Patterns of genetic variation across Africa and the world

Human evolutionary history is the result of a complex process that includes population expansions, migration events and colonization of new geographic regions. Information about these historical demographic events is retained in the patterns of genetic variation that can be observed in extant humans. The key to unlock this information lies in genome-wide population-genetic data and state-of-the-art statistical methods. The process by which modern humans arose has been the subject of much debate. The last 500,000 years of human evolutionary history has only been described as a rough sequence of events based on findings in the paleontological, archaeological and molecular genetic fields. The colonization of the globe through the ‘Out of Africa’ model, is generally accepted by most researchers. Despite the pivotal role that Africa has played in the evolution of humankind and main residence of Homo sapiens for most of its existence, the history and population dynamics within the continent remain poorly understood.

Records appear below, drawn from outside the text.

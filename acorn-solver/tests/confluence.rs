//! Fixpoint properties of the engine: the final bounds do not depend on the
//! order constraints are posted in or on the algorithm driving propagation,
//! and re-propagating a fixpoint changes nothing.

use acorn_solver::algorithms::AlgorithmStrength;
use acorn_solver::arcs::ArcOperator;
use acorn_solver::constraints::Constraint;
use acorn_solver::constraints::NumExpr;
use acorn_solver::nodes::NodeId;
use acorn_solver::AlgorithmChoice;
use acorn_solver::EngineOptions;
use acorn_solver::PropagationEngine;
use rand::rngs::SmallRng;
use rand::seq::SliceRandom;
use rand::SeedableRng;

fn init_logging() {
    let _ = env_logger::builder().is_test(true).try_init();
}

fn options(algorithm: AlgorithmChoice) -> EngineOptions {
    EngineOptions {
        algorithm,
        strength: AlgorithmStrength::ArcConsistency,
        auto_propagate: false,
    }
}

fn new_engine(algorithm: AlgorithmChoice) -> (PropagationEngine<i32>, Vec<NodeId>) {
    let mut engine = PropagationEngine::with_options(0, options(algorithm));
    let variables = vec![
        engine.new_named_variable("a", 0, 50),
        engine.new_named_variable("b", 0, 50),
        engine.new_named_variable("c", 0, 50),
        engine.new_named_variable("d", -20, 20),
        engine.new_named_variable("e", 0, 50),
    ];
    (engine, variables)
}

fn model(variables: &[NodeId]) -> Vec<Box<dyn Constraint<i32>>> {
    let var = |index: usize| NumExpr::var(variables[index]);
    vec![
        // a + b = c
        Box::new(var(0).add(var(1)).eq(var(2))),
        // c <= 30
        Box::new(var(2).leq(NumExpr::constant(30))),
        // b - a > d
        Box::new(var(1).sub(var(0)).gt(var(3))),
        // 2a <= e
        Box::new(var(0).mul(NumExpr::constant(2)).leq(var(4))),
        // e < 25
        Box::new(var(4).lt(NumExpr::constant(25))),
        // d >= 3
        Box::new(NumExpr::constant(3).leq(var(3))),
    ]
}

fn bounds_after(
    algorithm: AlgorithmChoice,
    order: &[usize],
) -> Vec<(i32, i32)> {
    let (mut engine, variables) = new_engine(algorithm);
    let mut constraints = model(&variables);
    for &index in order {
        let constraint = std::mem::replace(
            &mut constraints[index],
            Box::new(NumExpr::constant(0).eq(NumExpr::constant(0))),
        );
        engine.add_boxed_constraint(constraint).expect("compiles");
    }
    engine.propagate().expect("the model is satisfiable");
    variables
        .iter()
        .map(|&node| (engine.min(node), engine.max(node)))
        .collect()
}

#[test]
fn final_bounds_are_confluent_across_orders_and_algorithms() {
    init_logging();
    let constraint_count = {
        let (_, variables) = new_engine(AlgorithmChoice::Worklist);
        model(&variables).len()
    };
    let baseline_order: Vec<usize> = (0..constraint_count).collect();
    let baseline = bounds_after(AlgorithmChoice::Worklist, &baseline_order);

    let mut rng = SmallRng::seed_from_u64(0x5eed);
    for _ in 0..10 {
        let mut order = baseline_order.clone();
        order.shuffle(&mut rng);
        for algorithm in [AlgorithmChoice::Worklist, AlgorithmChoice::Exhaustive] {
            assert_eq!(
                bounds_after(algorithm, &order),
                baseline,
                "{algorithm:?} with order {order:?} reached a different fixpoint"
            );
        }
    }
}

#[test]
fn propagation_is_idempotent() {
    let (mut engine, variables) = new_engine(AlgorithmChoice::Worklist);
    for constraint in model(&variables) {
        engine.add_boxed_constraint(constraint).expect("compiles");
    }
    engine.propagate().expect("satisfiable");
    let first: Vec<(i32, i32)> = variables
        .iter()
        .map(|&node| (engine.min(node), engine.max(node)))
        .collect();

    engine.propagate().expect("still satisfiable");
    let second: Vec<(i32, i32)> = variables
        .iter()
        .map(|&node| (engine.min(node), engine.max(node)))
        .collect();

    assert_eq!(first, second);
}

#[test]
fn external_tightenings_only_ever_shrink_domains() {
    let (mut engine, variables) = new_engine(AlgorithmChoice::Worklist);
    for constraint in model(&variables) {
        engine.add_boxed_constraint(constraint).expect("compiles");
    }
    engine.propagate().expect("satisfiable");
    let before: Vec<(i32, i32)> = variables
        .iter()
        .map(|&node| (engine.min(node), engine.max(node)))
        .collect();

    engine.set_min(variables[0], 2).expect("consistent");
    engine.propagate().expect("still satisfiable");

    for (&node, &(min, max)) in variables.iter().zip(before.iter()) {
        assert!(engine.min(node) >= min, "{node:?} lower bound widened");
        assert!(engine.max(node) <= max, "{node:?} upper bound widened");
    }
}

#[test]
fn pairwise_disequality_prunes_assigned_values() {
    let mut engine = PropagationEngine::with_options(0, options(AlgorithmChoice::Worklist));
    let x = engine.new_enumerated_variable("x", vec![1, 2, 3]);
    let y = engine.new_enumerated_variable("y", vec![1, 2, 3]);
    let z = engine.new_enumerated_variable("z", vec![1, 2, 3]);
    for (a, b) in [(x, y), (x, z), (y, z)] {
        engine
            .add_constraint(NumExpr::var(a).neq(NumExpr::var(b)))
            .expect("compiles");
    }

    engine.assign(x, 1).expect("consistent");
    engine.propagate().expect("satisfiable");

    assert!(!engine.contains(y, 1));
    assert!(!engine.contains(z, 1));
    assert!(engine.contains(y, 2) && engine.contains(y, 3));
}

#[test]
fn the_relation_of_a_generic_element_matches_its_scalar_form() {
    use acorn_solver::constraints::element;
    use acorn_solver::nodes::GenericIndex;

    let mut engine = PropagationEngine::with_options(0, options(AlgorithmChoice::Worklist));
    let a = engine
        .new_generic_variable("a", vec![GenericIndex::new("i", 2)], 0, 9)
        .expect("valid shape");
    let b = engine
        .new_generic_variable("b", vec![GenericIndex::new("i", 2)], 3, 5)
        .expect("valid shape");

    let constraint = element(
        engine.generic_node(a),
        ArcOperator::Lt,
        engine.generic_node(b),
    )
    .expect("same shape");
    engine.add_constraint(constraint).expect("compiles");
    engine.propagate().expect("satisfiable");

    for flat in 0..2 {
        let member = engine.generic_node(a).nodes()[flat];
        assert_eq!(engine.max(member), 4);
    }
}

We are investigating patterns of human genetic variation across the world, and in particular focusing on various agriculturist, herding and hunter-gatherer groups in Africa to learn about recent movements of people in Africa (in many cases, spurred by the development of agricultural practices) and more ancient demographic processes. By generating large-scale population-genomic data from diverse populations combined with statistical and computational approaches, we investigate both recent and ancient human demographic and evolutionary history.